Isn't the issue here simply that globals does not return a copy of the globals dictionary, it returns THE actual globals dictionary. It's not some sort of callable, it is the globals dictionary, period. There is no such thing as a static dictionary, they are mutable, and this one changes every time you define a new variable. For example, try:

>>> g = globals()
>>> g['k'] = 3
>>> k
3

So when you assign to new variables, this globals dictionary is changing, and that leads to the iteration error.
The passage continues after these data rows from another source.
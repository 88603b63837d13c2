use epifany_core::ident::{
    PeptideHit, PeptideIdentification, ProteinHit, ProteinIdentification,
};
use epifany_core::inference::infer_posterior_probabilities;
use epifany_core::params::{InferenceParams, SchedulingType};

fn protein(accession: &str, score: f64) -> ProteinHit {
    ProteinHit::new(accession, score)
}

fn psm(sequence: &str, score: f64, evidences: &[&str]) -> PeptideIdentification {
    PeptideIdentification::new(vec![PeptideHit::new(
        sequence,
        score,
        evidences.iter().map(|s| s.to_string()).collect(),
    )])
}

/// Singleton model parameters and convergence settings tight enough for
/// exact agreement on tree-shaped components.
fn exact_params(alpha: f64, beta: f64, gamma: f64) -> InferenceParams {
    let mut params = InferenceParams::default();
    params.model_parameters.pep_emission = alpha;
    params.model_parameters.pep_spurious_emission = beta;
    params.model_parameters.prot_prior = gamma;
    params.loopy_belief_propagation.convergence_threshold = 1e-12;
    params.loopy_belief_propagation.dampening_lambda = 0.0;
    params.loopy_belief_propagation.max_nr_iterations = 1_000_000;
    params
}

fn refuse_to_evaluate(_: &ProteinIdentification, _: f64) -> f64 {
    panic!("the scoring callback must not be called for a degenerate grid");
}

/// Closed form for one protein with one PSM of score `s`.
fn single_psm_posterior(alpha: f64, beta: f64, gamma: f64, s: f64) -> f64 {
    let on = 1.0 - (1.0 - alpha) * (1.0 - beta);
    let present = gamma * (on * s + (1.0 - on) * (1.0 - s));
    let absent = (1.0 - gamma) * (beta * s + (1.0 - beta) * (1.0 - s));
    present / (present + absent)
}

#[test]
fn single_protein_single_psm_matches_closed_form() {
    let (alpha, beta, gamma, score) = (0.8, 0.01, 0.5, 0.9);
    let mut prots = ProteinIdentification::new(vec![protein("P1", 0.0)]);
    let mut peps = vec![psm("AAK", score, &["P1"])];

    let params = exact_params(alpha, beta, gamma);
    let report =
        infer_posterior_probabilities(&params, &mut prots, &mut peps, &refuse_to_evaluate)
            .unwrap();

    let expected = single_psm_posterior(alpha, beta, gamma, score);
    assert!((prots.hits[0].score - expected).abs() < 1e-9);
    assert_eq!(report.grid_evaluations, 0);
    assert_eq!(prots.score_type, "Posterior Probability");
    assert!(prots.higher_score_better);
    assert_eq!(prots.search_engine, "Epifany");
}

#[test]
fn fifo_without_damping_reaches_the_exact_marginal_on_a_tree() {
    let (alpha, beta, gamma, score) = (0.7, 0.05, 0.3, 0.85);
    let mut prots = ProteinIdentification::new(vec![protein("P1", 0.0)]);
    let mut peps = vec![psm("AAK", score, &["P1"])];

    let mut params = exact_params(alpha, beta, gamma);
    params.loopy_belief_propagation.scheduling_type = SchedulingType::Fifo;
    infer_posterior_probabilities(&params, &mut prots, &mut peps, &refuse_to_evaluate).unwrap();

    let expected = single_psm_posterior(alpha, beta, gamma, score);
    assert!((prots.hits[0].score - expected).abs() < 1e-9);
}

#[test]
fn indistinguishable_proteins_share_posterior_and_one_group() {
    let mut prots =
        ProteinIdentification::new(vec![protein("P1", 0.0), protein("P2", 0.0)]);
    let mut peps = vec![
        psm("AAK", 0.9, &["P1", "P2"]),
        psm("CCK", 0.8, &["P1", "P2"]),
    ];

    let params = exact_params(0.8, 0.01, 0.5);
    infer_posterior_probabilities(&params, &mut prots, &mut peps, &refuse_to_evaluate).unwrap();

    assert!((prots.hits[0].score - prots.hits[1].score).abs() < 1e-12);
    assert!(prots.hits.iter().all(|h| (0.0..=1.0).contains(&h.score)));

    assert_eq!(prots.indistinguishable_groups.len(), 1);
    let group = &prots.indistinguishable_groups[0];
    let mut accessions = group.accessions.clone();
    accessions.sort();
    assert_eq!(accessions, vec!["P1".to_string(), "P2".to_string()]);
    assert!((0.0..=1.0).contains(&group.probability));
}

#[test]
fn isolated_protein_is_left_untouched() {
    let mut prots = ProteinIdentification::new(vec![
        protein("P1", 0.0),
        protein("LONER", 0.123),
    ]);
    let mut peps = vec![psm("AAK", 0.9, &["P1"])];

    let mut params = exact_params(0.8, 0.01, 0.5);
    params.user_defined_priors = false;
    infer_posterior_probabilities(&params, &mut prots, &mut peps, &refuse_to_evaluate).unwrap();

    assert_eq!(prots.hits[1].score, 0.123);
    assert_ne!(prots.hits[0].score, 0.0);
}

#[test]
fn iteration_cap_still_writes_posteriors() {
    // shared and unique peptides keep both proteins in one component
    let mut prots = ProteinIdentification::new(vec![protein("P1", 2.0), protein("P2", 2.0)]);
    let mut peps = vec![
        psm("AAK", 0.9, &["P1", "P2"]),
        psm("CCK", 0.8, &["P1"]),
        psm("DDR", 0.7, &["P2"]),
    ];

    let mut params = exact_params(1.0, 0.0, 0.5);
    params.loopy_belief_propagation.max_nr_iterations = 2;
    let report =
        infer_posterior_probabilities(&params, &mut prots, &mut peps, &refuse_to_evaluate)
            .unwrap();

    // no error, posteriors from the last iteration are written
    assert_eq!(report.connected_components, 1);
    for hit in &prots.hits {
        assert!((0.0..=1.0).contains(&hit.score));
    }
}

#[test]
fn grid_search_selects_the_best_alpha() {
    let mut prots = ProteinIdentification::new(vec![protein("P1", 0.0)]);
    let mut peps = vec![psm("AAK", 0.9, &["P1"])];

    let mut params = exact_params(-1.0, 0.01, 0.5);
    params.update_psm_probabilities = true;

    // the posterior is strictly increasing in alpha, so maximizing the
    // protein score selects the largest candidate
    let evaluator = |prots: &ProteinIdentification, _auc_weight: f64| prots.hits[0].score;
    let original_psm_score = peps[0].hits[0].score;
    let report =
        infer_posterior_probabilities(&params, &mut prots, &mut peps, &evaluator).unwrap();

    assert_eq!(report.best.alpha, 0.9);
    assert_eq!(report.grid_evaluations, 5);
    assert!((prots.hits[0].score - single_psm_posterior(0.9, 0.01, 0.5, 0.9)).abs() < 1e-9);
    // PSM updates were suppressed during the search but honored in the
    // final pass
    assert_ne!(peps[0].hits[0].score, original_psm_score);
    assert!((0.0..=1.0).contains(&peps[0].hits[0].score));
}

#[test]
fn degenerate_grid_matches_direct_run() {
    let build = || {
        (
            ProteinIdentification::new(vec![protein("P1", 0.0), protein("P2", 0.0)]),
            vec![
                psm("AAK", 0.9, &["P1"]),
                psm("CCK", 0.6, &["P1", "P2"]),
                psm("DDR", 0.4, &["P2"]),
            ],
        )
    };

    let params = exact_params(0.5, 0.01, 0.5);
    let (mut prots_direct, mut peps_direct) = build();
    infer_posterior_probabilities(
        &params,
        &mut prots_direct,
        &mut peps_direct,
        &refuse_to_evaluate,
    )
    .unwrap();

    // a sweep whose objective rewards agreement with the direct posteriors
    // must settle on the same parameters and reproduce them exactly
    let target = prots_direct.hits[0].score;
    let evaluator =
        move |prots: &ProteinIdentification, _: f64| -(prots.hits[0].score - target).abs();
    let grid_params = exact_params(-1.0, 0.01, 0.5);
    let (mut prots_grid, mut peps_grid) = build();
    let report =
        infer_posterior_probabilities(&grid_params, &mut prots_grid, &mut peps_grid, &evaluator)
            .unwrap();

    assert_eq!(report.best.alpha, 0.5);
    for (a, b) in prots_direct.hits.iter().zip(&prots_grid.hits) {
        assert_eq!(a.score.to_bits(), b.score.to_bits());
    }
}

#[test]
fn numeric_failure_skips_the_component_and_spares_the_rest() {
    // gamma = 0 forces the protein absent while a certain PSM insists on
    // being present: the messages underflow to all-zero mass
    let mut prots = ProteinIdentification::new(vec![
        protein("P1", 0.42),
        protein("P2", 0.42),
    ]);
    let mut peps = vec![psm("AAK", 1.0, &["P1"]), psm("CCK", 0.8, &["P2"])];

    let mut params = exact_params(1.0, 0.0, 0.0);
    params.update_psm_probabilities = true;
    infer_posterior_probabilities(&params, &mut prots, &mut peps, &refuse_to_evaluate).unwrap();

    // the failing component keeps its pre-inference scores
    assert_eq!(prots.hits[0].score, 0.42);
    assert_eq!(peps[0].hits[0].score, 1.0);
    // the healthy component was still inferred
    assert_ne!(prots.hits[1].score, 0.42);
    assert!((0.0..=1.0).contains(&prots.hits[1].score));
}

#[test]
fn psm_scores_are_unchanged_unless_requested() {
    let mut prots = ProteinIdentification::new(vec![protein("P1", 0.0)]);
    let mut peps = vec![psm("AAK", 0.9, &["P1"]), psm("CCK", 0.4, &["P1"])];

    let mut params = exact_params(0.8, 0.01, 0.5);
    params.update_psm_probabilities = false;
    infer_posterior_probabilities(&params, &mut prots, &mut peps, &refuse_to_evaluate).unwrap();

    assert_eq!(peps[0].hits[0].score, 0.9);
    assert_eq!(peps[1].hits[0].score, 0.4);
}

#[test]
fn user_defined_priors_are_stashed_and_used() {
    let mut prots = ProteinIdentification::new(vec![protein("P1", 0.9)]);
    let mut peps = vec![psm("AAK", 0.8, &["P1"])];

    let mut params = exact_params(0.7, 0.01, 0.2);
    params.user_defined_priors = true;
    infer_posterior_probabilities(&params, &mut prots, &mut peps, &refuse_to_evaluate).unwrap();

    assert_eq!(prots.hits[0].meta.get("Prior"), Some(&0.9));
    // the stored prior, not gamma, feeds the protein factor
    let expected = single_psm_posterior(0.7, 0.01, 0.9, 0.8);
    assert!((prots.hits[0].score - expected).abs() < 1e-9);
}

#[test]
fn runs_are_bit_identical_for_deterministic_schedulers() {
    let build = || {
        (
            ProteinIdentification::new(vec![
                protein("P1", 0.0),
                protein("P2", 0.0),
                protein("P3", 0.0),
            ]),
            vec![
                psm("AAK", 0.9, &["P1", "P2"]),
                psm("CCK", 0.7, &["P2", "P3"]),
                psm("DDR", 0.6, &["P1"]),
                psm("EEK", 0.5, &["P3"]),
            ],
        )
    };

    for ty in [SchedulingType::Priority, SchedulingType::Fifo] {
        let mut params = exact_params(0.8, 0.01, 0.5);
        params.loopy_belief_propagation.scheduling_type = ty;
        params.loopy_belief_propagation.convergence_threshold = 1e-9;
        params.loopy_belief_propagation.dampening_lambda = 1e-3;

        let run = || {
            let (mut prots, mut peps) = build();
            infer_posterior_probabilities(&params, &mut prots, &mut peps, &refuse_to_evaluate)
                .unwrap();
            prots
                .hits
                .iter()
                .map(|h| h.score.to_bits())
                .collect::<Vec<_>>()
        };
        assert_eq!(run(), run());
    }
}

#[test]
fn spanning_tree_scheduling_is_reproducible() {
    // pairwise-shared peptides close a cycle through the peptide groups
    let build = || {
        (
            ProteinIdentification::new(vec![
                protein("P1", 0.0),
                protein("P2", 0.0),
                protein("P3", 0.0),
            ]),
            vec![
                psm("AAK", 0.9, &["P1", "P2"]),
                psm("CCK", 0.7, &["P2", "P3"]),
                psm("DDR", 0.6, &["P1", "P3"]),
            ],
        )
    };

    let mut params = exact_params(0.8, 0.01, 0.5);
    params.loopy_belief_propagation.scheduling_type = SchedulingType::RandomSpanningTree;
    params.loopy_belief_propagation.convergence_threshold = 1e-9;
    params.loopy_belief_propagation.dampening_lambda = 0.1;
    params.loopy_belief_propagation.max_nr_iterations = 10_000;

    let run = || {
        let (mut prots, mut peps) = build();
        infer_posterior_probabilities(&params, &mut prots, &mut peps, &refuse_to_evaluate)
            .unwrap();
        prots
            .hits
            .iter()
            .map(|h| h.score.to_bits())
            .collect::<Vec<_>>()
    };
    assert_eq!(run(), run());
}

#[test]
fn invalid_parameters_fail_fast() {
    let mut prots = ProteinIdentification::new(vec![protein("P1", 0.0)]);
    let mut peps = vec![psm("AAK", 0.9, &["P1"])];

    let mut params = exact_params(0.8, 0.01, 0.5);
    params.loopy_belief_propagation.dampening_lambda = 1.0;
    let err = infer_posterior_probabilities(&params, &mut prots, &mut peps, &refuse_to_evaluate)
        .unwrap_err();
    assert!(matches!(
        err,
        epifany_core::error::InferenceError::Parameter(_)
    ));
    // fatal before any side effect on the identifications
    assert_eq!(prots.hits[0].score, 0.0);
}

mod properties {
    use super::*;
    use quickcheck::{Arbitrary, Gen};
    use quickcheck_macros::quickcheck;

    /// A small random protein/PSM association with scores in [0, 1].
    #[derive(Debug, Clone)]
    struct RandomNetwork {
        num_proteins: usize,
        psms: Vec<(Vec<usize>, f64)>,
    }

    impl Arbitrary for RandomNetwork {
        fn arbitrary(g: &mut Gen) -> Self {
            let num_proteins = usize::arbitrary(g) % 4 + 1;
            let num_psms = usize::arbitrary(g) % 6 + 1;
            let psms = (0..num_psms)
                .map(|_| {
                    let mut evidences: Vec<usize> = (0..num_proteins)
                        .filter(|_| bool::arbitrary(g))
                        .collect();
                    if evidences.is_empty() {
                        evidences.push(usize::arbitrary(g) % num_proteins);
                    }
                    let score = f64::from(u8::arbitrary(g)) / 255.0;
                    (evidences, score)
                })
                .collect();
            Self {
                num_proteins,
                psms,
            }
        }
    }

    #[quickcheck]
    fn posteriors_stay_probabilities(network: RandomNetwork) {
        let mut prots = ProteinIdentification::new(
            (0..network.num_proteins)
                .map(|i| protein(&format!("P{}", i), 0.5))
                .collect(),
        );
        let mut peps: Vec<PeptideIdentification> = network
            .psms
            .iter()
            .enumerate()
            .map(|(i, (evidences, score))| {
                PeptideIdentification::new(vec![PeptideHit::new(
                    format!("PEP{}", i),
                    *score,
                    evidences.iter().map(|p| format!("P{}", p)).collect(),
                )])
            })
            .collect();

        let mut params = exact_params(0.7, 0.01, 0.3);
        params.update_psm_probabilities = true;
        params.loopy_belief_propagation.convergence_threshold = 1e-6;
        params.loopy_belief_propagation.dampening_lambda = 1e-3;
        params.loopy_belief_propagation.max_nr_iterations = 10_000;

        infer_posterior_probabilities(&params, &mut prots, &mut peps, &refuse_to_evaluate)
            .unwrap();

        for hit in &prots.hits {
            assert!((0.0..=1.0).contains(&hit.score), "protein {}", hit.accession);
        }
        for pep in &peps {
            for hit in &pep.hits {
                assert!((0.0..=1.0).contains(&hit.score), "psm {}", hit.sequence);
            }
        }
    }
}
As long as you iterate using existing variables, there is no problem.

>>> g = globals()
>>> k = None
>>> v = None
>>> for k,v in g.items():
...     print k,v
...
g {'g': {...}, '__builtins__': <module '__builtin__' (built-in)>, 'k': 'g', '__package__': None, 'v': {...}, '__name__': '__main__', '__doc__': None}
__builtins__ <module '__builtin__' (built-in)>
k None
__package__ None
v None
__name__ __main__
__doc__ None


--John


________________________________
From: edu-sig-bounces+john.zelle=wartburg.edu at python.org [edu-sig-bounces+john.zelle=wartburg.edu at python.org] on behalf of kirby urner [kirby.urner at gmail.com]
Sent: Monday, March 28, 2011 1:19 PM
To: edu-sig at python.org
Subject: [Edu-sig] looking for explanations... globals dynamic dict


One of my Python students alerted me to this state of affairs.

I understand that what globals( ) returns will fluctuate as new names come and go.
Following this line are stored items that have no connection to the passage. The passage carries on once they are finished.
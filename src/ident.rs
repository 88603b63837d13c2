//! Caller-owned identification data mutated in place by the inference engine.

use fnv::FnvHashMap;
use serde::Serialize;

/// Meta key under which a protein's pre-inference score is stashed when
/// user-defined priors are enabled.
pub const PRIOR_META_KEY: &str = "Prior";

#[derive(Debug, Clone, Serialize)]
pub struct ProteinHit {
    /// Database accession
    pub accession: String,
    /// Current score; overwritten with the posterior P(present = 1)
    pub score: f64,
    /// Key-value annotations. Keys used by this crate: `"Prior"`
    #[serde(skip_serializing_if = "FnvHashMap::is_empty")]
    pub meta: FnvHashMap<String, f64>,
}

impl ProteinHit {
    pub fn new(accession: impl Into<String>, score: f64) -> Self {
        Self {
            accession: accession.into(),
            score,
            meta: FnvHashMap::default(),
        }
    }
}

/// A peptide-spectrum match: the observation that a spectrum matched a
/// candidate peptide with a given score.
#[derive(Debug, Clone, Serialize)]
pub struct PeptideHit {
    pub sequence: String,
    /// Score in [0,1], interpreted as 1 - posterior error probability.
    /// Overwritten with P(psm = 1) when PSM updates are enabled.
    pub score: f64,
    /// Accessions of the proteins this peptide maps to. The evidence
    /// multiplicity of the PSM is the length of this list.
    pub evidences: Vec<String>,
}

impl PeptideHit {
    pub fn new(sequence: impl Into<String>, score: f64, evidences: Vec<String>) -> Self {
        Self {
            sequence: sequence.into(),
            score,
            evidences,
        }
    }
}

/// All PSMs for one spectrum, ranked by score descending.
#[derive(Debug, Clone, Default, Serialize)]
pub struct PeptideIdentification {
    pub hits: Vec<PeptideHit>,
}

impl PeptideIdentification {
    pub fn new(hits: Vec<PeptideHit>) -> Self {
        Self { hits }
    }
}

/// A set of proteins indistinguishable by the experimentally observed PSMs,
/// with the posterior of the group variable.
#[derive(Debug, Clone, Default, PartialEq, Serialize)]
pub struct IndistinguishableGroup {
    pub probability: f64,
    pub accessions: Vec<String>,
}

#[derive(Debug, Clone, Default, Serialize)]
pub struct ProteinIdentification {
    pub score_type: String,
    pub higher_score_better: bool,
    pub search_engine: String,
    pub hits: Vec<ProteinHit>,
    pub indistinguishable_groups: Vec<IndistinguishableGroup>,
}

impl ProteinIdentification {
    pub fn new(hits: Vec<ProteinHit>) -> Self {
        Self {
            hits,
            ..Default::default()
        }
    }
}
What I less understand is why g isn't just a *snap shot* of what was global at the time globals( ) ran.

Now it's just a dictionary like any other (and yes, it contains itself, as another global).
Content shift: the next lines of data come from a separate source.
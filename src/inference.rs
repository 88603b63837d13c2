//! Per-component inference functors and the top-level orchestration of
//! posterior estimation: graph construction, hyperparameter grid search,
//! the final inference pass and group annotation.

use std::time::Instant;

use log::{debug, info, warn};

use crate::bp::{BeliefPropagationEngine, BetheGraphBuilder, Scheduler};
use crate::error::InferenceError;
use crate::factory::MessagePasserFactory;
use crate::graph::{CcView, IdVertex, IdentificationGraph, PosteriorUpdate};
use crate::grid::{GridPoint, GridSearch};
use crate::ident::{
    IndistinguishableGroup, PeptideIdentification, ProteinIdentification, PRIOR_META_KEY,
};
use crate::params::InferenceParams;
use crate::pmf::Var;

/// External scoring callback for the grid search, typically an AUC-weighted
/// FDR evaluation of the current protein scores. Higher is better.
pub trait PosteriorEvaluator {
    fn evaluate(&self, prots: &ProteinIdentification, auc_weight: f64) -> f64;
}

impl<F> PosteriorEvaluator for F
where
    F: Fn(&ProteinIdentification, f64) -> f64,
{
    fn evaluate(&self, prots: &ProteinIdentification, auc_weight: f64) -> f64 {
        self(prots, auc_weight)
    }
}

/// Outcome of one orchestration call.
#[derive(Debug, Clone, Copy)]
pub struct InferenceReport {
    /// The hyperparameters of the final inference pass
    pub best: GridPoint,
    /// Number of grid combinations evaluated (0 for a degenerate grid)
    pub grid_evaluations: usize,
    pub connected_components: usize,
}

/// Builds the per-component inference functor for one hyperparameter tuple.
/// Recoverable per-component failures (malformed shapes, numeric underflow)
/// are logged and yield no updates, so the scores of the affected component
/// stay untouched and the remaining components are unaffected.
pub fn inference_functor<'p>(
    point: GridPoint,
    params: &'p InferenceParams,
    update_psm_probabilities: bool,
    annotate_group_probabilities: bool,
) -> impl Fn(CcView<'_>) -> Vec<PosteriorUpdate> + Sync + 'p {
    move |cc: CcView<'_>| {
        if cc.vertices().len() < 2 || !cc.has_multiple_kinds() {
            debug!("skipped component with only one vertex kind");
            return Vec::new();
        }
        match infer_component(
            &cc,
            point,
            params,
            update_psm_probabilities,
            annotate_group_probabilities,
        ) {
            Ok(updates) => updates,
            Err(err) => {
                warn!(
                    "LBP encountered a problem in a connected component; \
                     skipping inference there. ({})",
                    err
                );
                Vec::new()
            }
        }
    }
}

fn infer_component(
    cc: &CcView<'_>,
    point: GridPoint,
    params: &InferenceParams,
    update_psm_probabilities: bool,
    annotate_group_probabilities: bool,
) -> Result<Vec<PosteriorUpdate>, InferenceError> {
    let lbp = &params.loopy_belief_propagation;
    let mut factory = MessagePasserFactory::new(
        point.alpha,
        point.beta,
        point.gamma,
        params.model_parameters.pep_prior,
        lbp.p_norm_inference,
    );
    let mut builder = BetheGraphBuilder::default();
    let mut posterior_vertices: Vec<u32> = Vec::new();

    for &v in cc.vertices() {
        let inputs = cc.inputs(v);
        match *cc.vertex(v) {
            IdVertex::Psm { id, hit } => {
                let pep = &cc.peps[id].hits[hit];
                let parent = *inputs.first().ok_or_else(|| {
                    InferenceError::GraphShape(format!("PSM vertex {} has no inputs", v))
                })?;
                builder.insert_dependency(factory.create_sum_evidence_factor(
                    pep.evidences.len().max(1),
                    Var::Node(parent),
                    Var::Node(v),
                ));
                builder
                    .insert_dependency(factory.create_peptide_evidence_factor(Var::Node(v), pep.score));
                if update_psm_probabilities {
                    posterior_vertices.push(v);
                }
            }
            IdVertex::PeptideGroup { .. } => {
                let members: Vec<Var> = inputs.iter().map(|&u| Var::Node(u)).collect();
                let factors =
                    factory.create_peptide_probabilistic_adder_factor(&members, Var::Node(v))?;
                builder.insert_dependencies(factors);
                builder.insert_dependency(factory.create_peptide_prior_factor(Var::Node(v)));
            }
            IdVertex::ProteinGroup { .. } => {
                let members: Vec<Var> = inputs.iter().map(|&u| Var::Node(u)).collect();
                let factors =
                    factory.create_peptide_probabilistic_adder_factor(&members, Var::Node(v))?;
                builder.insert_dependencies(factors);
                if annotate_group_probabilities {
                    posterior_vertices.push(v);
                }
            }
            IdVertex::Protein { hit } => {
                let factor = if params.user_defined_priors {
                    // fall back to gamma when no prior was stashed
                    let prior = cc.prots.hits[hit]
                        .meta
                        .get(PRIOR_META_KEY)
                        .copied()
                        .unwrap_or(point.gamma);
                    factory.create_protein_factor_with_prior(Var::Node(v), prior)
                } else {
                    factory.create_protein_factor(Var::Node(v))
                };
                builder.insert_dependency(factor);
                posterior_vertices.push(v);
            }
        }
    }

    let graph = builder.to_graph();
    let scheduler = Scheduler {
        scheduling_type: lbp.scheduling_type,
        lambda: lbp.dampening_lambda,
        convergence_threshold: lbp.convergence_threshold,
        max_iterations: lbp.max_nr_iterations,
        seed: cc.cc_index as u64,
    };
    let engine = BeliefPropagationEngine::new(scheduler, &graph, factory.p_norm());

    let requested: Vec<Var> = posterior_vertices.iter().map(|&v| Var::Node(v)).collect();
    let marginals = engine.estimate_posteriors(&requested)?;

    Ok(posterior_vertices
        .iter()
        .zip(marginals)
        .map(|(&v, marginal)| {
            let posterior = marginal.pmf.p_present().clamp(0.0, 1.0);
            match *cc.vertex(v) {
                IdVertex::Protein { hit } => PosteriorUpdate::ProteinScore { hit, posterior },
                IdVertex::Psm { id, hit } => PosteriorUpdate::PsmScore { id, hit, posterior },
                IdVertex::ProteinGroup { .. } | IdVertex::PeptideGroup { .. } => {
                    PosteriorUpdate::GroupPosterior {
                        vertex: v,
                        posterior,
                    }
                }
            }
        })
        .collect())
}

/// Walks each component and materializes one indistinguishable-group record
/// per protein-group vertex, carrying the group's posterior (or its current
/// aggregate when posteriors were not requested) and the accessions of the
/// adjacent proteins. Runs single-threaded so records append in component
/// order.
pub fn annotate_indistinguishable_groups(
    graph: &IdentificationGraph,
    prots: &mut ProteinIdentification,
    peps: &[PeptideIdentification],
) {
    let groups = graph.apply_functor_on_ccs_st(prots, peps, |cc| {
        if cc.vertices().len() < 2 {
            return Vec::new();
        }
        cc.vertices()
            .iter()
            .filter_map(|&v| match *cc.vertex(v) {
                IdVertex::ProteinGroup { posterior } => {
                    let accessions = cc
                        .neighbors(v)
                        .iter()
                        .filter_map(|&u| cc.protein_accession(u))
                        .map(String::from)
                        .collect();
                    Some(IndistinguishableGroup {
                        probability: posterior,
                        accessions,
                    })
                }
                _ => None,
            })
            .collect()
    });
    prots.indistinguishable_groups.extend(groups);
}

/// Top-level entry point: validates parameters, builds and clusters the
/// identification graph, grid-searches (alpha, beta, gamma) when any axis
/// has more than one candidate, runs the final inference pass with the best
/// tuple and annotates indistinguishable groups.
///
/// During the grid search PSM updates and group annotation are disabled;
/// the caller's preferences apply to the final pass only.
pub fn infer_posterior_probabilities(
    params: &InferenceParams,
    prots: &mut ProteinIdentification,
    peps: &mut [PeptideIdentification],
    evaluator: &dyn PosteriorEvaluator,
) -> Result<InferenceReport, InferenceError> {
    params.validate()?;
    let start = Instant::now();

    prots.score_type = "Posterior Probability".into();
    prots.higher_score_better = true;
    prots.search_engine = "Epifany".into();

    if params.user_defined_priors {
        for hit in &mut prots.hits {
            hit.meta.insert(PRIOR_META_KEY.to_string(), hit.score);
        }
    }

    let mut graph = IdentificationGraph::build_graph(prots, peps, params.top_psms);
    graph.compute_connected_components();
    graph.cluster_indist_proteins_and_peptides();

    let model = &params.model_parameters;
    let grid = GridSearch::from_configured(
        model.pep_emission,
        model.pep_spurious_emission,
        model.prot_prior,
    );

    let mut grid_evaluations = 0usize;
    let best = if grid.num_combos() > 1 {
        info!("testing {} parameter combinations", grid.num_combos());
        let auc_weight = params.param_optimize.aucweight;
        let (best, value) = grid.evaluate(|point| {
            grid_evaluations += 1;
            graph.apply_functor_on_ccs(prots, peps, inference_functor(point, params, false, false));
            evaluator.evaluate(prots, auc_weight)
        });
        info!(
            "best parameters found at a={}, b={}, g={} (goodness {:.6})",
            best.alpha, best.beta, best.gamma, value
        );
        best
    } else {
        info!("only one parameter combination specified; skipping grid search");
        grid.sole_point()
    };

    graph.apply_functor_on_ccs(
        prots,
        peps,
        inference_functor(
            best,
            params,
            params.update_psm_probabilities,
            params.annotate_group_probabilities,
        ),
    );

    annotate_indistinguishable_groups(&graph, prots, peps);

    info!(
        "posterior inference finished in {:?}ms",
        start.elapsed().as_millis()
    );
    Ok(InferenceReport {
        best,
        grid_evaluations,
        connected_components: graph.connected_components().len(),
    })
}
So when I go to print its items, why should it care that the names k and v have been added.

Why isn't g just a static dictionary?

I guess because it's tied to a callable that gets re-executed whenever g is used.  g.items( ) is like globals( ).items( ) -- another call.


>>> g = globals()
>>> g
{'__builtins__': <module 'builtins' (built-in)>, '__name__': '__main__', '__doc__': None, 'g': {...}, '__package__': None}
>>> len(g)
5
>>> for k, v in g.items():  print(k, v)

__builtins__ <module 'builtins' (built-in)>
Traceback (most recent call last):
  File "<pyshell#156>", line 1, in <module>
    for k, v in g.items():  print(k, v)
RuntimeError: dictionary changed size during iteration
>>> g
{'g': {...}, '__builtins__': <module 'builtins' (built-in)>, 'k': '__builtins__', '__package__': None, 'v': <module 'builtins' (built-in)>, '__name__': '__main__', '__doc__': None}
>>> len(g)
7
>>>


Oh no, not again....

>>> for t,v in g.items():  print(t,v)

g {'g': {...}, '__builtins__': <module 'builtins' (built-in)>, 'k': '__builtins__', '__package__': None, 't': 'g', 'v': {...}, '__name__': '__main__', '__doc__': None}
Traceback (most recent call last):
  File "<pyshell#160>", line 1, in <module>
    for t,v in g.items():  print(t,v)
RuntimeError: dictionary changed size during iteration

This seems to solve the problem:

>>> ================================ RESTART ================================
>>> g = dict(globals())
>>> g
{'__builtins__': <module 'builtins' (built-in)>, '__name__': '__main__', '__doc__': None, '__package__': None}
>>> for t,v in g.items():  print(t,v)

__builtins__ <module 'builtins' (built-in)>
__name__ __main__
__doc__ None
__package__ None


This behavior still seems a little peculiar.

>>> help(globals)
Help on built-in function globals in module builtins:

globals(...)
    globals() -> dictionary

    Return the dictionary containing the current scope's global variables.